We’ve started our IndieRail trip in style. After two days of luxury exploration, we headed south to Lisbon to get to know Portugal’s capital.
Monday 10/9: As part of the travel bloggers’ conference we attended last week, Turismo de Portugal and Porto e Norte organised a variety of press trips for the bloggers to go on. Craig and I (and 18 others) chose the Grapes and Sailors option, which took us to the Douro Valley, Guimarães, Braga, Ponte de Lima, and Viana do Castelo — it was a busy couple of days.
After a two-hour drive from our starting point in Porto, we arrived in Pinhão in the Douro Valley, where we hopped on a rabelo boat for a cruise down the river. These boats used to be used to transport port from the vineyards in the Douro Valley down to Gaia, where it was aged before being shipped from Porto.
Lunch was a delicious three-course affair at the Vintage House Hotel, after which we were given a tour of the hotel itself.
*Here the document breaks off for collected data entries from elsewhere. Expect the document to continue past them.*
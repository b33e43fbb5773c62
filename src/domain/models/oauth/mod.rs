//! # OAuth 통합 모델
//!
//! 프로바이더 API 응답 매핑과, 그 결과로 얻는 검증된 외부 신원을 정의합니다.
//!
//! ```text
//! OAuthTokenResponse ──► AccessToken
//!                            │
//!                            ▼
//! GoogleUserInfo / GithubUser ──► ProviderProfile ──► ExternalIdentity
//! ```

pub mod external_identity;
pub mod google_user;
pub mod github_user;
pub mod token_response;

pub use external_identity::*;
pub use token_response::*;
From there it was a one-minute walk to the Pinhão train station, which is beautifully decorated with tile paintings depicting the winemaking process and traditional life in the Douro Valley.
Our next stop was supposed to be Guimarães, but the bus broke down about twenty minutes from our destination. Our fantastic guide Marta kept us all entertained while we waited for the replacement bus, and reorganised the schedule so that we wouldn’t miss out on anything. Instead of the tour then, we checked into our hotel, the Pousada de Santa Marinha da Costa. Pousadas are Portugal’s equivalent of Spain’s paradors, and are all unique buildings transformed into luxury hotels. This one in particular is a 12th-century convent, complete with cloisters.
At dinner (at Histórico by Papaboa in Guimarães) we got to know some of our tour mates a bit better — Lauren from Spanish Sabores told us about her Madrid food tours, and Dan, Flora, Craig and I got into a long conversation about all sorts of things.
Tuesday 11/9: Since we’d missed our Guimarães tour yesterday, we had to make an early start to squeeze it in. It’s an amazing city — not only is it a UNESCO World Heritage site, it’s also European City of Culture for 2012. I really like the symbol they’ve chosen to celebrate this last achievement: it’s a heart with a L-shaped notch that looks like a keyhole. We visited the castle, the ducal palace, and the medieval city centre.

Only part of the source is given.